Mass confusion between On Iowa shirts and bees enjoying the summer heat came to a head yesterday, after freshman Cameron Rothman was admitted to the emergency room. Rothman was stung repeatedly by a swarm of wasps, having mistaken the insects for the bright yellow tee of his On Iowa leader.

“Frankly, it was only a matter of time,” said On Iowa leader Alyssa Copley. “I can remember back when I was a freshman, I was mere inches from a hornet’s nest when I heard my leader say something behind me, so I knew something weird was going on.
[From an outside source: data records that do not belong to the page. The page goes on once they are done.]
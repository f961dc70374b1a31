use std::fmt;
use std::path::PathBuf;

/// DSN that selects a private, non-durable database.
pub const IN_MEMORY: &str = ":memory:";

/// Query used to fetch the engine version.
pub const VERSION_QUERY: &str = "select sqlite_version()";

/// Where the probe opens its database.
#[derive(Debug, Clone, Default, PartialEq, Eq)]
pub enum ConnectionSpec {
    /// Ephemeral database discarded when the connection closes.
    #[default]
    InMemory,
    /// A database file. A read-only open never creates the file.
    File { path: PathBuf, read_only: bool },
}

impl ConnectionSpec {
    pub fn file(path: impl Into<PathBuf>) -> Self {
        ConnectionSpec::File {
            path: path.into(),
            read_only: false,
        }
    }

    pub fn read_only(path: impl Into<PathBuf>) -> Self {
        ConnectionSpec::File {
            path: path.into(),
            read_only: true,
        }
    }
}

impl fmt::Display for ConnectionSpec {
    fn fmt(&self, f: &mut fmt::Formatter<'_>) -> fmt::Result {
        match self {
            ConnectionSpec::InMemory => f.write_str(IN_MEMORY),
            ConnectionSpec::File {
                path,
                read_only: false,
            } => write!(f, "{}", path.display()),
            ConnectionSpec::File {
                path,
                read_only: true,
            } => write!(f, "{} (read-only)", path.display()),
        }
    }
}

/// Everything the probe needs: where to connect and what to ask.
#[derive(Debug, Clone, PartialEq, Eq)]
pub struct ProbeConfig {
    pub connection: ConnectionSpec,
    pub query: String,
}

impl Default for ProbeConfig {
    fn default() -> Self {
        Self {
            connection: ConnectionSpec::InMemory,
            query: VERSION_QUERY.to_string(),
        }
    }
}

#[cfg(test)]
mod tests {
    use super::*;

    #[test]
    fn display_matches_dsn() {
        assert_eq!(ConnectionSpec::InMemory.to_string(), ":memory:");
        assert_eq!(ConnectionSpec::file("a.db").to_string(), "a.db");
        assert_eq!(ConnectionSpec::read_only("a.db").to_string(), "a.db (read-only)");
    }

    #[test]
    fn default_config_asks_memory_db_for_version() {
        let config = ProbeConfig::default();
        assert_eq!(config.connection, ConnectionSpec::InMemory);
        assert_eq!(config.query, "select sqlite_version()");
    }
}
//! Open a SQLite database, ask it for its version and log the answer.
//!
//! The binary in `main.rs` is a thin wrapper around [`run`] with the
//! default [`ProbeConfig`].

pub mod config;
pub mod error;
pub mod probe;
pub mod version;

pub use config::{ConnectionSpec, ProbeConfig};
pub use error::{ErrorKind, ProbeError};
pub use probe::{report, run, DatabaseProbe};
pub use version::VersionString;
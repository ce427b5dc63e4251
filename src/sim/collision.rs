//! Collision detection between cars and obstacles
//!
//! Canonical rule is axis-aligned box overlap. A center-distance rule is
//! kept for tracks configured to use it.

use glam::Vec2;
use serde::{Deserialize, Serialize};

use super::state::{Car, Obstacle};
use crate::settings::RaceSettings;

/// How car/obstacle contact is decided
#[derive(Debug, Clone, Copy, PartialEq, Serialize, Deserialize, Default)]
pub enum CollisionRule {
    /// Bounding boxes overlap
    #[default]
    Aabb,
    /// Box centers closer than the radius
    Radius(f32),
}

/// Axis-aligned bounding box, anchored at its top-left corner
#[derive(Debug, Clone, Copy, PartialEq)]
pub struct Aabb {
    pub min: Vec2,
    pub size: Vec2,
}

impl Aabb {
    pub fn new(x: f32, y: f32, w: f32, h: f32) -> Self {
        Self {
            min: Vec2::new(x, y),
            size: Vec2::new(w, h),
        }
    }

    pub fn max(&self) -> Vec2 {
        self.min + self.size
    }

    pub fn center(&self) -> Vec2 {
        self.min + self.size * 0.5
    }

    /// Strict overlap; touching edges do not count
    pub fn overlaps(&self, other: &Aabb) -> bool {
        let (a_max, b_max) = (self.max(), other.max());
        self.min.x < b_max.x && a_max.x > other.min.x && self.min.y < b_max.y && a_max.y > other.min.y
    }
}

pub fn car_bounds(car: &Car, settings: &RaceSettings) -> Aabb {
    Aabb::new(car.pos.x, car.pos.y, settings.car_width, settings.car_height)
}

pub fn obstacle_bounds(obstacle: &Obstacle, settings: &RaceSettings) -> Aabb {
    Aabb::new(
        obstacle.pos.x,
        obstacle.pos.y,
        settings.obstacle_size,
        settings.obstacle_size,
    )
}

/// Test two boxes under the given rule
pub fn boxes_collide(car: &Aabb, obstacle: &Aabb, rule: CollisionRule) -> bool {
    match rule {
        CollisionRule::Aabb => car.overlaps(obstacle),
        CollisionRule::Radius(radius) => car.center().distance(obstacle.center()) < radius,
    }
}

/// Does `car` touch `obstacle`?
pub fn collides(car: &Car, obstacle: &Obstacle, settings: &RaceSettings) -> bool {
    boxes_collide(
        &car_bounds(car, settings),
        &obstacle_bounds(obstacle, settings),
        settings.collision_rule,
    )
}

/// Id of the first obstacle (in field order) that `car` touches
pub fn first_hit(car: &Car, obstacles: &[Obstacle], settings: &RaceSettings) -> Option<u32> {
    let bounds = car_bounds(car, settings);
    obstacles
        .iter()
        .find(|o| boxes_collide(&bounds, &obstacle_bounds(o, settings), settings.collision_rule))
        .map(|o| o.id)
}

#[cfg(test)]
mod tests {
    use super::*;
    use crate::sim::state::ObstacleKind;

    fn car_at(x: f32, y: f32) -> Car {
        Car {
            id: 1,
            name: "You".to_string(),
            pos: Vec2::new(x, y),
            speed: 2.0,
            progress: 0.0,
            is_player: true,
            car_id: 1,
            portrait_ref: None,
            color_tag: String::new(),
        }
    }

    fn obstacle_at(id: u32, x: f32, y: f32) -> Obstacle {
        Obstacle {
            id,
            pos: Vec2::new(x, y),
            kind: ObstacleKind::Rock,
        }
    }

    #[test]
    fn test_aabb_overlap_hit_and_miss() {
        let car = Aabb::new(100.0, 500.0, 50.0, 30.0);
        assert!(car.overlaps(&Aabb::new(110.0, 505.0, 30.0, 30.0)));
        assert!(!car.overlaps(&Aabb::new(300.0, 505.0, 30.0, 30.0)));
    }

    #[test]
    fn test_touching_edges_do_not_collide() {
        let car = Aabb::new(100.0, 500.0, 50.0, 30.0);
        assert!(!car.overlaps(&Aabb::new(150.0, 500.0, 30.0, 30.0)));
        assert!(!car.overlaps(&Aabb::new(100.0, 470.0, 30.0, 30.0)));
    }

    #[test]
    fn test_collides_uses_settings_dimensions() {
        let settings = RaceSettings::default();
        let car = car_at(100.0, 500.0);
        assert!(collides(&car, &obstacle_at(1, 110.0, 505.0), &settings));
        assert!(!collides(&car, &obstacle_at(2, 300.0, 505.0), &settings));
    }

    #[test]
    fn test_radius_rule() {
        let settings = RaceSettings {
            collision_rule: CollisionRule::Radius(50.0),
            ..RaceSettings::default()
        };
        let car = car_at(100.0, 500.0);
        // centers (125, 515) and (165, 515): 40 apart
        assert!(collides(&car, &obstacle_at(1, 150.0, 500.0), &settings));
        // centers 60 apart
        assert!(!collides(&car, &obstacle_at(2, 170.0, 500.0), &settings));
    }

    #[test]
    fn test_first_hit_short_circuits_in_order() {
        let settings = RaceSettings::default();
        let car = car_at(100.0, 500.0);
        let obstacles = [
            obstacle_at(1, 300.0, 500.0),
            obstacle_at(2, 120.0, 490.0),
            obstacle_at(3, 105.0, 505.0),
        ];
        assert_eq!(first_hit(&car, &obstacles, &settings), Some(2));
        assert_eq!(first_hit(&car, &obstacles[..1], &settings), None);
    }
}
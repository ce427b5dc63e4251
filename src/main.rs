//! Photo Racer headless runner
//!
//! Runs one race without a screen: a simple autopilot drags the player away
//! from the nearest obstacle ahead, and the result is scored against the best
//! score kept next to the system temp dir.
//!
//! Usage: `photo-racer [single|multi] [seed] [settings.json]`

use std::time::{SystemTime, UNIX_EPOCH};

use photo_racer::consts::TICK_MS;
use photo_racer::highscores::{Achievement, JsonFileScores, Podium, ScoreRating, record_score};
use photo_racer::roster::{Driver, Roster};
use photo_racer::settings::{RaceMode, RaceSettings};
use photo_racer::sim::{RaceOutcome, RaceSnapshot};
use photo_racer::RaceSession;

/// Give up on endless runs that outlive this many ticks
const MAX_TICKS: u64 = 100_000;

fn main() {
    env_logger::init();

    let args: Vec<String> = std::env::args().skip(1).collect();
    let mode = args
        .first()
        .and_then(|s| RaceMode::from_str(s))
        .unwrap_or(RaceMode::SingleCar);
    let seed = args
        .get(1)
        .and_then(|s| s.parse().ok())
        .unwrap_or_else(|| {
            SystemTime::now()
                .duration_since(UNIX_EPOCH)
                .map(|d| d.as_millis() as u64)
                .unwrap_or(0)
        });
    let mut settings = match args.get(2) {
        Some(path) => RaceSettings::load_or_default(path),
        None => match mode {
            RaceMode::SingleCar => RaceSettings::endless(),
            RaceMode::MultiCar => RaceSettings::multi_car(),
        },
    };
    settings.mode = mode;

    let player = Driver::player(1, "You").with_portrait("local://driver.jpg");
    let roster = match mode {
        RaceMode::SingleCar => Roster::single(player),
        RaceMode::MultiCar => Roster::with_default_rivals(player),
    };

    log::info!("Photo Racer ({}) starting with seed {}", mode.as_str(), seed);

    let mut session = match RaceSession::create(settings, &roster, seed) {
        Ok(session) => session,
        Err(e) => {
            log::error!("Cannot start race: {}", e);
            std::process::exit(1);
        }
    };

    let player_id = session.state().player().id;
    session.start();
    let mut outcome = None;
    while outcome.is_none() && session.state().tick_count < MAX_TICKS {
        if let Some(dx) = autopilot(&session.snapshot(), player_id, &session.state().settings) {
            session.drag(dx);
        }
        outcome = session.update(TICK_MS);
    }
    session.stop();

    let Some(outcome) = outcome else {
        println!("No result after {} ticks", MAX_TICKS);
        return;
    };

    let score = outcome.score(player_id);
    match &outcome {
        RaceOutcome::Crashed { final_progress } => {
            println!("Crashed after {:.0} units", final_progress);
        }
        RaceOutcome::Finished {
            ranked_results,
            winner_id,
        } => {
            println!("Finished! Winner: driver {}", winner_id);
            for result in ranked_results {
                println!(
                    "  {:>2}. driver {} - {:.0} ({:?})",
                    result.position,
                    result.driver_id,
                    result.progress,
                    Podium::for_position(result.position)
                );
            }
        }
    }

    let mut scores = JsonFileScores::new(std::env::temp_dir().join("photo_racer_best.json"));
    match record_score(&mut scores, score) {
        Ok(report) => {
            println!(
                "Score {} ({}), best {}{}",
                report.score,
                ScoreRating::for_score(report.score).as_str(),
                report.best,
                if report.is_new_record { " - new record!" } else { "" }
            );
            for achievement in Achievement::earned(&report) {
                println!("  Achievement: {}", achievement.as_str());
            }
        }
        Err(e) => log::warn!("Could not update best score: {}", e),
    }
}

/// Drag away from the closest obstacle bearing down on the player
fn autopilot(snapshot: &RaceSnapshot, player_id: u32, settings: &RaceSettings) -> Option<f32> {
    let player = snapshot.cars.iter().find(|c| c.id == player_id)?;
    let car_center = player.x + settings.car_width / 2.0;
    let threat = snapshot
        .obstacles
        .iter()
        .filter(|o| o.y < player.y + settings.car_height && o.y > player.y - 200.0)
        .filter(|o| (o.x + settings.obstacle_size / 2.0 - car_center).abs() < settings.car_width)
        .max_by(|a, b| a.y.total_cmp(&b.y))?;

    let threat_center = threat.x + settings.obstacle_size / 2.0;
    let room_left = car_center - settings.min_car_x();
    let room_right = settings.max_car_x() + settings.car_width - car_center;
    let step = 6.0;
    let go_left = (threat_center >= car_center && room_left > settings.car_width)
        || room_right <= settings.car_width;
    Some(if go_left { -step } else { step })
}
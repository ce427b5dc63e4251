//! Fixed timestep simulation tick
//!
//! Core race loop that advances the simulation deterministically.

use super::ai;
use super::collision::first_hit;
use super::state::{RaceOutcome, RaceState, RaceStatus};

/// Input commands for a single tick (deterministic)
#[derive(Debug, Clone, Default)]
pub struct TickInput {
    /// Latest requested player x (left edge); clamped before use
    pub player_x: Option<f32>,
}

/// Advance the race by one fixed timestep.
///
/// Returns the outcome on the tick the race ends. Ticks outside `Running`
/// are no-ops, so a late timer callback can never mutate a finished race.
pub fn tick(state: &mut RaceState, input: &TickInput) -> Option<RaceOutcome> {
    if state.status != RaceStatus::Running {
        return None;
    }

    state.tick_count += 1;
    let mode = state.settings.mode;

    // Obstacles
    if mode.ramps_speed() {
        state.speed = (state.speed + state.settings.speed_ramp).min(state.settings.speed_cap);
    }
    state.field.spawn(&mut state.rng, &state.settings);
    state
        .field
        .advance(state.speed * state.settings.advance_factor);
    state.field.prune(state.settings.prune_y());

    // Cars
    if let Some(x) = input.player_x {
        state.set_player_lateral_position(x);
    }
    if mode.ramps_speed() {
        let speed = state.speed;
        state.player_mut().speed = speed;
    }
    for car in &mut state.cars {
        car.advance_progress(&state.settings);
    }

    // Rivals
    if mode.has_opponents() && state.settings.ai_enabled {
        ai::update_rivals(
            &mut state.cars,
            &state.field.obstacles,
            &state.settings,
            &mut state.rng,
        );
    }

    // Collisions
    if let Some(obstacle_id) = first_hit(state.player(), &state.field.obstacles, &state.settings) {
        state.status = RaceStatus::Crashed;
        log::info!(
            "Player crashed into obstacle {} at tick {} (progress {:.0})",
            obstacle_id,
            state.tick_count,
            state.player().progress
        );
        return state.outcome();
    }
    if mode.has_opponents() {
        apply_rival_collisions(state);
    }

    // Finish line
    if mode.finishes_by_distance() {
        if let Some(winner_id) = finish_winner(state) {
            state.winner_id = Some(winner_id);
            state.status = RaceStatus::Finished;
            log::info!("Race finished at tick {}, winner {}", state.tick_count, winner_id);
            return state.outcome();
        }
    }

    None
}

/// Rivals that hit an obstacle lose speed instead of crashing
fn apply_rival_collisions(state: &mut RaceState) {
    let settings = &state.settings;
    for car in state.cars.iter_mut().filter(|c| !c.is_player) {
        if first_hit(car, &state.field.obstacles, settings).is_some() {
            car.speed = (car.speed - settings.ai_collision_penalty).max(settings.ai_collision_min_speed);
            log::debug!("Rival {} hit an obstacle, speed now {:.2}", car.id, car.speed);
        }
    }
}

/// Car with the most progress among those past the finish line.
/// Strict comparison keeps the earliest roster entry on ties.
pub fn finish_winner(state: &RaceState) -> Option<u32> {
    let distance = state.settings.race_distance;
    let mut winner: Option<(u32, f32)> = None;
    for car in state.cars.iter().filter(|c| c.progress >= distance) {
        match winner {
            Some((_, best)) if car.progress <= best => {}
            _ => winner = Some((car.id, car.progress)),
        }
    }
    winner.map(|(id, _)| id)
}
//! Rival car controller
//!
//! Reactive and memoryless: each tick a rival looks at a small window around
//! itself, dodges the nearest obstacle in it, and otherwise drifts and speeds up.

use rand::Rng;

use super::state::{Car, Obstacle, clamp_lateral};
use crate::settings::RaceSettings;

/// What a rival decided this tick
#[derive(Debug, Clone, Copy, PartialEq, Eq)]
pub enum AiAction {
    /// Steered away from obstacle `id` and slowed down
    Evade(u32),
    /// Path clear: jittered and accelerated
    Cruise,
}

/// Nearest obstacle inside the rival's look-around window
pub fn nearest_threat<'a>(
    car: &Car,
    obstacles: &'a [Obstacle],
    settings: &RaceSettings,
) -> Option<&'a Obstacle> {
    let top = car.pos.y - settings.ai_window_ahead;
    let bottom = car.pos.y + settings.ai_window_behind;

    obstacles
        .iter()
        .filter(|o| {
            o.pos.y > top
                && o.pos.y < bottom
                && (o.pos.x - car.pos.x).abs() < settings.ai_window_lateral
        })
        // min_by keeps the first of equal candidates
        .min_by(|a, b| {
            a.pos
                .distance_squared(car.pos)
                .total_cmp(&b.pos.distance_squared(car.pos))
        })
}

/// Update one rival's lateral position and speed
pub fn steer_car<R: Rng>(
    car: &mut Car,
    obstacles: &[Obstacle],
    settings: &RaceSettings,
    rng: &mut R,
) -> AiAction {
    if let Some(threat) = nearest_threat(car, obstacles, settings) {
        // Move away from the obstacle's side
        let step = if threat.pos.x > car.pos.x {
            -settings.ai_steer_step
        } else {
            settings.ai_steer_step
        };
        car.pos.x = clamp_lateral(settings, car.pos.x + step);
        car.speed = (car.speed - settings.ai_slowdown).max(settings.ai_speed_floor);
        return AiAction::Evade(threat.id);
    }

    let jitter = (rng.random::<f32>() - 0.5) * 2.0 * settings.ai_jitter;
    car.pos.x = clamp_lateral(settings, car.pos.x + jitter);
    car.speed = (car.speed + settings.ai_accel).min(settings.ai_speed_cap);
    AiAction::Cruise
}

/// Update every non-player car, in roster order
pub fn update_rivals<R: Rng>(
    cars: &mut [Car],
    obstacles: &[Obstacle],
    settings: &RaceSettings,
    rng: &mut R,
) {
    for car in cars.iter_mut().filter(|c| !c.is_player) {
        if let AiAction::Evade(id) = steer_car(car, obstacles, settings, rng) {
            log::trace!("Rival {} evading obstacle {}", car.id, id);
        }
    }
}

#[cfg(test)]
mod tests {
    use super::*;
    use crate::sim::state::ObstacleKind;
    use glam::Vec2;
    use rand::SeedableRng;
    use rand_pcg::Pcg32;

    fn rival(x: f32, y: f32, speed: f32) -> Car {
        Car {
            id: 2,
            name: "Rival".to_string(),
            pos: Vec2::new(x, y),
            speed,
            progress: 0.0,
            is_player: false,
            car_id: 1,
            portrait_ref: None,
            color_tag: String::new(),
        }
    }

    fn rock(id: u32, x: f32, y: f32) -> Obstacle {
        Obstacle {
            id,
            pos: Vec2::new(x, y),
            kind: ObstacleKind::Rock,
        }
    }

    #[test]
    fn test_evades_obstacle_on_right() {
        let settings = RaceSettings::multi_car();
        let mut rng = Pcg32::seed_from_u64(1);
        let mut car = rival(200.0, 600.0, 2.0);
        let action = steer_car(&mut car, &[rock(7, 230.0, 560.0)], &settings, &mut rng);
        assert_eq!(action, AiAction::Evade(7));
        assert_eq!(car.pos.x, 197.0);
        assert_eq!(car.speed, 1.5);
    }

    #[test]
    fn test_evades_obstacle_on_left_with_floor() {
        let settings = RaceSettings::multi_car();
        let mut rng = Pcg32::seed_from_u64(1);
        let mut car = rival(200.0, 600.0, 0.6);
        steer_car(&mut car, &[rock(1, 180.0, 620.0)], &settings, &mut rng);
        assert_eq!(car.pos.x, 203.0);
        assert_eq!(car.speed, 0.5);
    }

    #[test]
    fn test_evasion_clamped_to_track() {
        let settings = RaceSettings::multi_car();
        let mut rng = Pcg32::seed_from_u64(1);
        let mut car = rival(11.0, 600.0, 2.0);
        steer_car(&mut car, &[rock(1, 40.0, 600.0)], &settings, &mut rng);
        assert_eq!(car.pos.x, 10.0);
    }

    #[test]
    fn test_nearest_threat_chosen() {
        let settings = RaceSettings::multi_car();
        let car = rival(200.0, 600.0, 2.0);
        let obstacles = [
            rock(1, 250.0, 520.0),
            rock(2, 190.0, 590.0),
            rock(3, 400.0, 600.0),
        ];
        assert_eq!(nearest_threat(&car, &obstacles, &settings).map(|o| o.id), Some(2));
    }

    #[test]
    fn test_window_excludes_far_obstacles() {
        let settings = RaceSettings::multi_car();
        let car = rival(200.0, 600.0, 2.0);
        let obstacles = [
            rock(1, 200.0, 500.0), // exactly at the top edge
            rock(2, 200.0, 650.0), // exactly at the bottom edge
            rock(3, 260.0, 600.0), // exactly at the lateral edge
        ];
        assert!(nearest_threat(&car, &obstacles, &settings).is_none());
    }

    #[test]
    fn test_cruise_accelerates_to_cap_with_bounded_jitter() {
        let settings = RaceSettings::multi_car();
        let mut rng = Pcg32::seed_from_u64(99);
        let mut car = rival(200.0, 600.0, 2.95);
        for _ in 0..10 {
            let before = car.pos.x;
            assert_eq!(steer_car(&mut car, &[], &settings, &mut rng), AiAction::Cruise);
            assert!((car.pos.x - before).abs() <= 1.0);
        }
        assert_eq!(car.speed, 3.0);
    }

    #[test]
    fn test_player_untouched() {
        let settings = RaceSettings::multi_car();
        let mut rng = Pcg32::seed_from_u64(5);
        let mut player = rival(100.0, 600.0, 2.0);
        player.is_player = true;
        let mut cars = vec![player.clone()];
        update_rivals(&mut cars, &[rock(1, 110.0, 600.0)], &settings, &mut rng);
        assert_eq!(cars[0], player);
    }

    #[test]
    fn test_seeded_rivals_are_reproducible() {
        let settings = RaceSettings::multi_car();
        let run = || {
            let mut rng = Pcg32::seed_from_u64(2024);
            let mut cars = vec![rival(100.0, 600.0, 1.0), rival(250.0, 585.0, 2.0)];
            for _ in 0..30 {
                update_rivals(&mut cars, &[], &settings, &mut rng);
            }
            cars
        };
        assert_eq!(run(), run());
    }
}
#[cfg(test)]
mod tests {
    use super::*;
    use crate::roster::Driver;
    use proptest::prelude::*;

    fn multi_state() -> RaceState {
        let roster = Roster::with_default_rivals(Driver::player(1, "You"));
        RaceState::with_seed(RaceSettings::multi_car(), &roster, 7).unwrap()
    }

    #[test]
    fn test_new_race_layout() {
        let state = multi_state();
        assert_eq!(state.status, RaceStatus::Ready);
        assert_eq!(state.cars.len(), 4);
        assert_eq!(state.player().id, 1);
        assert_eq!(state.cars[0].pos, Vec2::new(20.0, 650.0));
        assert_eq!(state.cars[1].pos, Vec2::new(100.0, 635.0));
        assert_eq!(state.player().speed, 0.0);
        for car in state.cars.iter().filter(|c| !c.is_player) {
            assert!((1.0..3.0).contains(&car.speed));
        }
    }

    #[test]
    fn test_single_car_starts_centered() {
        let roster = Roster::single(Driver::player(5, "Solo"));
        let state = RaceState::with_seed(RaceSettings::endless(), &roster, 1).unwrap();
        assert_eq!(state.player().pos, Vec2::new(175.0, 650.0));
        assert_eq!(state.player().speed, 2.0);
    }

    #[test]
    fn test_invalid_roster_refused() {
        let result = RaceState::with_seed(RaceSettings::multi_car(), &Roster::default(), 1);
        assert_eq!(result.err(), Some(RaceError::EmptyRoster));
    }

    #[test]
    fn test_status_transitions_forward_only() {
        let mut state = multi_state();
        assert!(state.begin_countdown());
        assert!(!state.begin_countdown());
        assert!(state.begin_running());
        assert!(!state.begin_running());
        state.status = RaceStatus::Crashed;
        assert!(!state.begin_running());
        assert!(state.status.is_terminal());
    }

    #[test]
    fn test_set_player_position_clamps() {
        let mut state = multi_state();
        assert_eq!(state.set_player_lateral_position(-500.0), 10.0);
        assert_eq!(state.set_player_lateral_position(10_000.0), 340.0);
        assert_eq!(state.set_player_lateral_position(123.0), 123.0);
        assert_eq!(state.set_player_lateral_position(f32::NAN), 10.0);
        assert_eq!(state.player().pos.x, 10.0);
    }

    #[test]
    fn test_ranked_results_keep_roster_order_on_ties() {
        let mut state = multi_state();
        state.cars[0].progress = 500.0;
        state.cars[1].progress = 800.0;
        state.cars[2].progress = 500.0;
        state.cars[3].progress = 100.4;
        let ranked = state.ranked_results();
        let ids: Vec<u32> = ranked.iter().map(|r| r.driver_id).collect();
        assert_eq!(ids, vec![2, 1, 3, 4]);
        assert_eq!(ranked[3].position, 4);
        assert_eq!(ranked[3].progress, 100.0);
    }

    #[test]
    fn test_outcome_only_when_terminal() {
        let mut state = multi_state();
        assert!(state.outcome().is_none());
        state.player_mut().progress = 42.0;
        state.status = RaceStatus::Crashed;
        let outcome = state.outcome().unwrap();
        assert_eq!(outcome, RaceOutcome::Crashed { final_progress: 42.0 });
        assert_eq!(outcome.score(1), 42);
        assert_eq!(outcome.player_position(1), None);
    }

    #[test]
    fn test_snapshot_mirrors_state() {
        let mut state = multi_state();
        state.field.place(Vec2::new(50.0, 60.0), ObstacleKind::Oil);
        let snap = state.snapshot();
        assert_eq!(snap.cars.len(), 4);
        assert_eq!(snap.obstacles.len(), 1);
        assert_eq!(snap.obstacles[0].kind, ObstacleKind::Oil);
        assert_eq!(snap.status, RaceStatus::Ready);
        let car_ids: Vec<u32> = snap.cars.iter().map(|c| c.car_id).collect();
        assert_eq!(car_ids, vec![1, 2, 3, 4]);
    }

    proptest! {
        #[test]
        fn lateral_position_always_on_track(x in proptest::num::f32::ANY) {
            let mut state = multi_state();
            let settings = state.settings.clone();
            let placed = state.set_player_lateral_position(x);
            prop_assert!(placed >= settings.min_car_x() && placed <= settings.max_car_x());
            prop_assert_eq!(state.player().pos.x, placed);
        }
    }

    #[test]
    fn test_state_serializes() {
        let state = multi_state();
        let json = serde_json::to_string(&state).unwrap();
        let restored: RaceState = serde_json::from_str(&json).unwrap();
        assert_eq!(restored.cars, state.cars);
        assert_eq!(restored.player().id, 1);
        assert!(!json.contains("player_index"));
    }

    #[test]
    fn test_state_without_player_fails_to_load() {
        let mut state = multi_state();
        state.cars.retain(|c| !c.is_player);
        let json = serde_json::to_string(&state).unwrap();
        assert!(serde_json::from_str::<RaceState>(&json).is_err());

        let mut state = multi_state();
        state.cars.clear();
        let json = serde_json::to_string(&state).unwrap();
        assert!(serde_json::from_str::<RaceState>(&json).is_err());
    }

    #[test]
    fn test_reordered_cars_find_player_on_load() {
        let mut state = multi_state();
        state.cars.rotate_left(2);
        let json = serde_json::to_string(&state).unwrap();
        let restored: RaceState = serde_json::from_str(&json).unwrap();
        assert_eq!(restored.player().id, 1);
        assert!(restored.player().is_player);
    }
}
Each year I’ve been doing this, it’s been near miss after near miss.”

Copley says she does her best to warn her On Iowa group at the start of the event that at no point in the orientation will she emit low buzzing noises, and that this will likely be the only noticeable distinction between her and a human-shaped cloud of yellowjackets.

The Doily Allergen sat down with Rothman to speak about the incident, and we were told, “how did you guys get in here? This is a closed room! Get the hell out, we need to treat him!”

The incident has sparked a debate over how to prevent future tragedies, with some freshmen suggesting wasps simply stay indoors during On Iowa, arguing that Iowa City can only handle one neon yellow horde at a time. Iowa City’s wasp community believes this is a reckless solution.

“Oh, gosh, well now of course I feel just terrible about the whole situation,” said local wasp Thor Ax. “This poor fella was just out trying to enjoy the premier moments of the college experience and whatnot. But ya know, on the other hand, I have to stand with my friends that were involved in the stinging, because the summer weather is for everybody to enjoy, and when ya startle us, of course we’re gonna be like “ope” and send ya to the ER, that’s just how these things go. But also, of course, my circulatory system goes out to him and his family.”

Ax added that the best course of action seems to be changing the color of the shirts, especially given that “off the record, of course, the color isn’t particularly flattering anyways.”